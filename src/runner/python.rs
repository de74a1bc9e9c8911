//! Python transformations, run by an external interpreter
//!
//! The semantic form of Python code drops comments, blank lines and
//! insignificant whitespace, and renders indentation as one tab per block
//! level. String literals are kept byte for byte.

use std::path::PathBuf;
use std::process::{Command, Stdio};

use anyhow::Context;
use serde_json::{json, Value as Json};
use tracing::debug;

use super::{LanguageRunner, RunContext, RunJob};
use crate::codec::{Celltype, Value};
use crate::error::{Result, SeamlessError};

const WRAPPER: &str = r#"
import ast, json, sys
with open(sys.argv[1]) as f:
    _args = json.load(f)
_inputs = _args["inputs"]
_output = _args["output"]
_tree = ast.parse(_args["code"], filename="transformer")
_ns = {"__name__": "transformer"}
_ns.update(_inputs)
exec(compile(_tree, "transformer", "exec"), _ns)
if _output in _ns and _output not in _inputs:
    _result = _ns[_output]
else:
    _funcs = [n.name for n in _tree.body if isinstance(n, ast.FunctionDef)]
    if len(_funcs) != 1:
        raise RuntimeError("Output variable name '%s' undefined" % _output)
    _result = _ns[_funcs[0]](**_inputs)
if _result is None:
    raise RuntimeError("Result is empty")
with open(sys.argv[2], "w") as f:
    json.dump(_result, f)
"#;

/// Runs Python code with `python3`
pub struct PythonRunner {
    interpreter: String,
}

impl Default for PythonRunner {
    fn default() -> Self {
        Self {
            interpreter: std::env::var("SEAMLESS_PYTHON").unwrap_or_else(|_| "python3".to_string()),
        }
    }
}

impl PythonRunner {
    pub fn new(interpreter: impl Into<String>) -> Self {
        Self {
            interpreter: interpreter.into(),
        }
    }

    fn interpreter_path(&self) -> PathBuf {
        which::which(&self.interpreter).unwrap_or_else(|_| PathBuf::from(&self.interpreter))
    }
}

impl LanguageRunner for PythonRunner {
    fn language(&self) -> &'static str {
        "python"
    }

    fn canonicalize(&self, source: &str) -> Result<String> {
        canonicalize_python(source)
    }

    fn run(&self, job: &RunJob, ctx: &RunContext) -> Result<Value> {
        let workdir = tempfile::tempdir()?;
        let args_path = workdir.path().join("args.json");
        let result_path = workdir.path().join("result.json");

        let inputs: serde_json::Map<String, Json> = job
            .inputs
            .iter()
            .map(|(name, input)| (name.clone(), input.value.to_json()))
            .collect();
        let args = json!({
            "inputs": inputs,
            "output": job.output.name,
            "code": job.code,
        });
        std::fs::write(&args_path, serde_json::to_vec(&args)?)?;

        let interpreter = self.interpreter_path();
        debug!(interpreter = %interpreter.display(), checksum = %job.tf_checksum.short(), "Running Python transformer");
        let output = Command::new(&interpreter)
            .arg("-c")
            .arg(WRAPPER)
            .arg(&args_path)
            .arg(&result_path)
            .current_dir(workdir.path())
            .stdin(Stdio::null())
            .output()
            .with_context(|| format!("Failed to spawn {}", interpreter.display()))?;

        ctx.log(&String::from_utf8_lossy(&output.stdout));
        let stderr = String::from_utf8_lossy(&output.stderr);
        if !stderr.is_empty() {
            ctx.log(&stderr);
        }

        if !output.status.success() {
            return Err(SeamlessError::Transformation {
                checksum: job.tf_checksum,
                message: last_lines(&stderr, 20),
            });
        }

        let result: Json = serde_json::from_slice(&std::fs::read(&result_path)?)?;
        Ok(output_value(result, job.output.celltype))
    }
}

/// Shape a JSON result the way the output celltype expects it
pub(crate) fn output_value(result: Json, celltype: Celltype) -> Value {
    match (result, celltype) {
        (Json::String(s), c) if c.is_text() => Value::Text(s),
        (Json::String(s), Celltype::Bytes | Celltype::Binary) => Value::Bytes(s.into_bytes().into()),
        (other, _) => Value::Json(other),
    }
}

fn last_lines(text: &str, n: usize) -> String {
    let lines: Vec<&str> = text.lines().collect();
    lines[lines.len().saturating_sub(n)..].join("\n")
}

fn is_word(c: char) -> bool {
    c.is_alphanumeric() || c == '_' || c == '"' || c == '\'' || !c.is_ascii()
}

struct Canonicalizer {
    out: String,
    line: String,
    level: usize,
    pending_space: bool,
}

impl Canonicalizer {
    fn emit(&mut self, c: char) {
        if self.pending_space {
            if let Some(last) = self.line.chars().last() {
                if is_word(last) && is_word(c) {
                    self.line.push(' ');
                }
            }
        }
        self.line.push(c);
        self.pending_space = false;
    }

    fn flush(&mut self) {
        if !self.line.is_empty() {
            for _ in 0..self.level {
                self.out.push('\t');
            }
            self.out.push_str(&self.line);
            self.out.push('\n');
            self.line.clear();
        }
        self.pending_space = false;
    }
}

/// Semantic form of Python source
pub fn canonicalize_python(source: &str) -> Result<String> {
    let err = |reason: &str| SeamlessError::codec("python", reason);
    let chars: Vec<char> = source.chars().collect();
    let len = chars.len();
    let mut state = Canonicalizer {
        out: String::new(),
        line: String::new(),
        level: 0,
        pending_space: false,
    };
    let mut indents: Vec<usize> = vec![0];
    let mut depth = 0usize;
    let mut at_line_start = true;
    let mut i = 0;

    while i < len {
        if at_line_start {
            let mut width = 0;
            let mut j = i;
            while j < len && matches!(chars[j], ' ' | '\t' | '\x0c') {
                width = match chars[j] {
                    '\t' => (width / 8 + 1) * 8,
                    ' ' => width + 1,
                    _ => 0,
                };
                j += 1;
            }
            if j >= len || matches!(chars[j], '\n' | '\r' | '#') {
                while j < len && chars[j] != '\n' {
                    j += 1;
                }
                i = j + 1;
                continue;
            }
            let top = indents.last().copied().unwrap_or(0);
            if width > top {
                indents.push(width);
            } else {
                while width < indents.last().copied().unwrap_or(0) {
                    indents.pop();
                }
                if width != indents.last().copied().unwrap_or(0) {
                    return Err(err("unindent does not match any outer indentation level"));
                }
            }
            state.level = indents.len() - 1;
            at_line_start = false;
            i = j;
            continue;
        }

        let c = chars[i];
        match c {
            '#' => {
                while i < len && chars[i] != '\n' {
                    i += 1;
                }
            }
            '\\' if i + 1 < len && (chars[i + 1] == '\n' || (chars[i + 1] == '\r' && chars.get(i + 2) == Some(&'\n'))) => {
                state.pending_space = true;
                i += if chars[i + 1] == '\r' { 3 } else { 2 };
            }
            '\n' => {
                if depth > 0 {
                    state.pending_space = true;
                } else {
                    state.flush();
                    at_line_start = true;
                }
                i += 1;
            }
            ' ' | '\t' | '\r' | '\x0c' => {
                state.pending_space = true;
                i += 1;
            }
            '"' | '\'' => {
                let triple = chars.get(i + 1) == Some(&c) && chars.get(i + 2) == Some(&c);
                state.emit(c);
                if triple {
                    state.line.push(c);
                    state.line.push(c);
                    i += 3;
                } else {
                    i += 1;
                }
                loop {
                    if i >= len {
                        return Err(err("unterminated string literal"));
                    }
                    let s = chars[i];
                    if s == '\\' && i + 1 < len {
                        state.line.push(s);
                        state.line.push(chars[i + 1]);
                        i += 2;
                        continue;
                    }
                    if triple {
                        if s == c && chars.get(i + 1) == Some(&c) && chars.get(i + 2) == Some(&c) {
                            state.line.push_str(&c.to_string().repeat(3));
                            i += 3;
                            break;
                        }
                    } else if s == c {
                        state.line.push(s);
                        i += 1;
                        break;
                    } else if s == '\n' {
                        return Err(err("unterminated string literal"));
                    }
                    state.line.push(s);
                    i += 1;
                }
            }
            '(' | '[' | '{' => {
                depth += 1;
                state.emit(c);
                i += 1;
            }
            ')' | ']' | '}' => {
                depth = depth.checked_sub(1).ok_or_else(|| err("unmatched closing bracket"))?;
                state.emit(c);
                i += 1;
            }
            _ => {
                state.emit(c);
                i += 1;
            }
        }
    }

    if depth > 0 {
        return Err(err("unclosed bracket"));
    }
    state.flush();
    Ok(state.out)
}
+ + + + +
__WHAT IS EXPECTED__. Read the records above. Show each line that has the string "argv".

__WRITTEN SOLUTION__.
with open(sys.argv[1]) as f:
with open(sys.argv[2], "w") as f:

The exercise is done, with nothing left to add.